WHAT IS BEING ASKED: Find the line holding "repository c5e0b6eae2eb65a6" in the entries below. Give it again exactly, along with every line after it up to and including the line holding "impl<M: 'static> Node<M>".
>>>>>
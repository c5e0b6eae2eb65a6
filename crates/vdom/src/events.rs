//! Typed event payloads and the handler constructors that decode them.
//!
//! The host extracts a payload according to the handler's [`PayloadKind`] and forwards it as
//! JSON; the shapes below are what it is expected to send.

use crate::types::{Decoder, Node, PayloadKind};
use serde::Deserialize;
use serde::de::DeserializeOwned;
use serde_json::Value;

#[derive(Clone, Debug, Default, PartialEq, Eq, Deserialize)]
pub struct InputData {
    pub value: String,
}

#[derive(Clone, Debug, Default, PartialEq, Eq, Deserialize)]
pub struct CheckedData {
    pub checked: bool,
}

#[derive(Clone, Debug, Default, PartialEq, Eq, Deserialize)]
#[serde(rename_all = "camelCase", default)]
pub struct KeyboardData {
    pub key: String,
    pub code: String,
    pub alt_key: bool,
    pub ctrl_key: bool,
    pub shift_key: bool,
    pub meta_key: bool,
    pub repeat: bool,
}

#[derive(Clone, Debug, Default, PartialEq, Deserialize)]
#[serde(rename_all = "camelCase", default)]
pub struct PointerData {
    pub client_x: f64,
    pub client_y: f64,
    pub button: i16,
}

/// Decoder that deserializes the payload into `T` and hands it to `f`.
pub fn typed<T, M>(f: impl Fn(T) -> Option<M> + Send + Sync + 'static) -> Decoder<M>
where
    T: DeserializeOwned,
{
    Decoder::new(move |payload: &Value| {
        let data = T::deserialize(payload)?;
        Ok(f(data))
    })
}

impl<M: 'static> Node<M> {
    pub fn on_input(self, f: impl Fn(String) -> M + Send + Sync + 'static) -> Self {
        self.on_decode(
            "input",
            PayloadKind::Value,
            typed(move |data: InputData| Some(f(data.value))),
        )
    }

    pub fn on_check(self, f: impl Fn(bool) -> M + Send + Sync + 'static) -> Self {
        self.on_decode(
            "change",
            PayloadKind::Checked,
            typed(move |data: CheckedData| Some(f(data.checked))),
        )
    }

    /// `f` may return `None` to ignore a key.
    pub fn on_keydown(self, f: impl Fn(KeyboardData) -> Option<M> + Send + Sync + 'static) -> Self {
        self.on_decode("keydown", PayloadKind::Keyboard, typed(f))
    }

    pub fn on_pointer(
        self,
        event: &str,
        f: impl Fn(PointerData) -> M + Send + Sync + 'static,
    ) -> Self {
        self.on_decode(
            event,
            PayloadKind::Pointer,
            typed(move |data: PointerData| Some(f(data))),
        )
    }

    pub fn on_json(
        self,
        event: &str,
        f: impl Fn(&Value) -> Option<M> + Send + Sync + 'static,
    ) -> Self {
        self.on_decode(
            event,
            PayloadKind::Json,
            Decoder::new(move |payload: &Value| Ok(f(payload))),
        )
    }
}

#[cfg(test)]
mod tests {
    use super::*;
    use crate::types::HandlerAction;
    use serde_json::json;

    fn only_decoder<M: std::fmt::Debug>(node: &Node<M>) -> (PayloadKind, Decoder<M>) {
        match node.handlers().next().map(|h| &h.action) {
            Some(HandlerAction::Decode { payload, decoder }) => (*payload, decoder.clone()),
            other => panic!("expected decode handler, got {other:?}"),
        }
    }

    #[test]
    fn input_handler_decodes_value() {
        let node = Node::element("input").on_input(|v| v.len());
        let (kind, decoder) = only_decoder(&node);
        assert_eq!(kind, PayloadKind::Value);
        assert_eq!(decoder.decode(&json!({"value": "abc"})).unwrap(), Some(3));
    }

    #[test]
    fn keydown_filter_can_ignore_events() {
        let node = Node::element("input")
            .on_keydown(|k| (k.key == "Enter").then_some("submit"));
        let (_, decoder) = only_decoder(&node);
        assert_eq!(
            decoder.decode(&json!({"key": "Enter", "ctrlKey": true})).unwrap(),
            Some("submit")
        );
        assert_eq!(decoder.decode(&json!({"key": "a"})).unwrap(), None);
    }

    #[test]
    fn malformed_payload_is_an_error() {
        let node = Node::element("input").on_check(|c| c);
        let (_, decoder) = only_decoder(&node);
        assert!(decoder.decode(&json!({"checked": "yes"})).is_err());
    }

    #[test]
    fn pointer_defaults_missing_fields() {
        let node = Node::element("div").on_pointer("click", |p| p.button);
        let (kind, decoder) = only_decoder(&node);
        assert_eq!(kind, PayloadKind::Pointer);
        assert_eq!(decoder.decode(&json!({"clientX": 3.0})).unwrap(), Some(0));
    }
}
<<<<<
>>>>>
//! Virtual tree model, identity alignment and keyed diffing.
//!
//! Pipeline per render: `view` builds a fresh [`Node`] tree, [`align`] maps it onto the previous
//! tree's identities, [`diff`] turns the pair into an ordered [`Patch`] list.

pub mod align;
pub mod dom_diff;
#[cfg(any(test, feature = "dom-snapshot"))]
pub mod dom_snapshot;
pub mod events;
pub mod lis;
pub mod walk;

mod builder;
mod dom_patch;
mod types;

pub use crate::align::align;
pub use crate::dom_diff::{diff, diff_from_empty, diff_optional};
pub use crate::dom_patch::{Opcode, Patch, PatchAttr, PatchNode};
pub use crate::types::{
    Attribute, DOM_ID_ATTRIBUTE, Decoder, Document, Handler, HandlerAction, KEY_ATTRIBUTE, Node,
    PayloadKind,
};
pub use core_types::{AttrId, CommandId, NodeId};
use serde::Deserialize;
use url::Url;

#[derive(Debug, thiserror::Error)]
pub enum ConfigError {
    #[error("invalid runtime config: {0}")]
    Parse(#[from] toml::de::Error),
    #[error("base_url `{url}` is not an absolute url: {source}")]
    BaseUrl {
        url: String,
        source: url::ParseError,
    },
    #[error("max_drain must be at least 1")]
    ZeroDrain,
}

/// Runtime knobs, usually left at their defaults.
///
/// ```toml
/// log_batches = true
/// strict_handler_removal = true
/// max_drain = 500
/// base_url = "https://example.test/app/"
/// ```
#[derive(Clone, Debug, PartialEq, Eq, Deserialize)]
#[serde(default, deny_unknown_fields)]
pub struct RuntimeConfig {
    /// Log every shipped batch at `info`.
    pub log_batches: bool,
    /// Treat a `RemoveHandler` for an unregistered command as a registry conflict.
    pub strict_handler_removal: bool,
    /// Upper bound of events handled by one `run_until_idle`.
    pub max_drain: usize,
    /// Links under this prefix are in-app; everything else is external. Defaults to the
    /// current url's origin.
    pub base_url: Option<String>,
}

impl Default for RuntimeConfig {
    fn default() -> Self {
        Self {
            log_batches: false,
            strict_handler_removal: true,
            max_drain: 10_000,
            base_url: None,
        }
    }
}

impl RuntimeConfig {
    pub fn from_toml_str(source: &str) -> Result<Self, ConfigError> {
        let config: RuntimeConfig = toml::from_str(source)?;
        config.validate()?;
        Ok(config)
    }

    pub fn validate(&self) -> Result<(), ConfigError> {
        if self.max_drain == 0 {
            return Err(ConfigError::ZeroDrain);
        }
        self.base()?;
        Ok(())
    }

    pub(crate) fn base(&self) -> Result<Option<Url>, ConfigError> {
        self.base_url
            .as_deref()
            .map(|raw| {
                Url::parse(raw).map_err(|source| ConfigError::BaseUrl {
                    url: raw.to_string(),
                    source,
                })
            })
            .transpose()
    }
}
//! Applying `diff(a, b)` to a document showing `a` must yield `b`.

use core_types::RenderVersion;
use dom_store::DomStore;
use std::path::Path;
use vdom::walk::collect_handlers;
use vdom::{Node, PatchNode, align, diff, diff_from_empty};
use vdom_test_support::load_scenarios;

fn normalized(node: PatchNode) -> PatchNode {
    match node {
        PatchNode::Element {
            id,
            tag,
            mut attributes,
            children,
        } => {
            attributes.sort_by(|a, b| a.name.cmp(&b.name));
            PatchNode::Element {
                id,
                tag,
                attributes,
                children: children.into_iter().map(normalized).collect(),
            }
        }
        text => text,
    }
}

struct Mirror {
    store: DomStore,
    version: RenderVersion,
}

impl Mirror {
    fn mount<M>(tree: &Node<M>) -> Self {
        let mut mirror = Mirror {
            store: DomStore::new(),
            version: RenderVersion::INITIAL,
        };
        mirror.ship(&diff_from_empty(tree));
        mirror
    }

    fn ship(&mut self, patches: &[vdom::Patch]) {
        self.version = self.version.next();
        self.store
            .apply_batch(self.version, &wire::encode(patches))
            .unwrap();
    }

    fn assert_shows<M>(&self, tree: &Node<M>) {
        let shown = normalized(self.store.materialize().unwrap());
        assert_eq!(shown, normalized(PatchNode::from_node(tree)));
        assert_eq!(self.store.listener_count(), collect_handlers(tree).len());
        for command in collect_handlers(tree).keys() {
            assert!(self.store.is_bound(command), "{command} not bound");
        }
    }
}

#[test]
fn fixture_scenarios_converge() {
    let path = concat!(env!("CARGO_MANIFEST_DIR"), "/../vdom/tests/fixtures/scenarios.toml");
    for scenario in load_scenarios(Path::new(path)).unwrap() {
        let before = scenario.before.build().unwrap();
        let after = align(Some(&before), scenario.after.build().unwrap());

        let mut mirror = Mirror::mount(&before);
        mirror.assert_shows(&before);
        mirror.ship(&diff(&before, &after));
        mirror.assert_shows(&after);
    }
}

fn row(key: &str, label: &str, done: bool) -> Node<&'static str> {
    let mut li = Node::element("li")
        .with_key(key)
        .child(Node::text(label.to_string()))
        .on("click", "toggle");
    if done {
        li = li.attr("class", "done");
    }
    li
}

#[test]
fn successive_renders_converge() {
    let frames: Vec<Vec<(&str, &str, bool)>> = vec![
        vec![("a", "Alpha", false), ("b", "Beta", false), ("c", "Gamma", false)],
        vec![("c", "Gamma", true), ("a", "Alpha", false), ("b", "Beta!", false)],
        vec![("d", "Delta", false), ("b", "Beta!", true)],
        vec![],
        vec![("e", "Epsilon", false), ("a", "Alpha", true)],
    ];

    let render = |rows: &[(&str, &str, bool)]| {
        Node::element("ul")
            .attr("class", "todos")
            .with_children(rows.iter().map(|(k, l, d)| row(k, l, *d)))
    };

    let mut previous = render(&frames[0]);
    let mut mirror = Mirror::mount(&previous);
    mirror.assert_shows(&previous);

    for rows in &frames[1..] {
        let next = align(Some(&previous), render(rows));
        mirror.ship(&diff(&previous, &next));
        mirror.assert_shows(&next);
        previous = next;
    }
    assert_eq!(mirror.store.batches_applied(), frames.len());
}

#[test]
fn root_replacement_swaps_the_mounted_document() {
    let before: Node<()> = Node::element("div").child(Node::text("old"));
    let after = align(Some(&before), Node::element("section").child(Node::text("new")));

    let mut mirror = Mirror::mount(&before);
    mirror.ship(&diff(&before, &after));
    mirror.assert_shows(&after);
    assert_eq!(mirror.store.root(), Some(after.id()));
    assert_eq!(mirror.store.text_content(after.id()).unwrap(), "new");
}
<<<<<
RESPONSE TO THE EXERCISE:
repository c5e0b6eae2eb65a6
filename crates/vdom/src/events.rs
//! Typed event payloads and the handler constructors that decode them.
//!
//! The host extracts a payload according to the handler's [`PayloadKind`] and forwards it as
//! JSON; the shapes below are what it is expected to send.

use crate::types::{Decoder, Node, PayloadKind};
use serde::Deserialize;
use serde::de::DeserializeOwned;
use serde_json::Value;

#[derive(Clone, Debug, Default, PartialEq, Eq, Deserialize)]
pub struct InputData {
    pub value: String,
}

#[derive(Clone, Debug, Default, PartialEq, Eq, Deserialize)]
pub struct CheckedData {
    pub checked: bool,
}

#[derive(Clone, Debug, Default, PartialEq, Eq, Deserialize)]
#[serde(rename_all = "camelCase", default)]
pub struct KeyboardData {
    pub key: String,
    pub code: String,
    pub alt_key: bool,
    pub ctrl_key: bool,
    pub shift_key: bool,
    pub meta_key: bool,
    pub repeat: bool,
}

#[derive(Clone, Debug, Default, PartialEq, Deserialize)]
#[serde(rename_all = "camelCase", default)]
pub struct PointerData {
    pub client_x: f64,
    pub client_y: f64,
    pub button: i16,
}

/// Decoder that deserializes the payload into `T` and hands it to `f`.
pub fn typed<T, M>(f: impl Fn(T) -> Option<M> + Send + Sync + 'static) -> Decoder<M>
where
    T: DeserializeOwned,
{
    Decoder::new(move |payload: &Value| {
        let data = T::deserialize(payload)?;
        Ok(f(data))
    })
}

impl<M: 'static> Node<M> {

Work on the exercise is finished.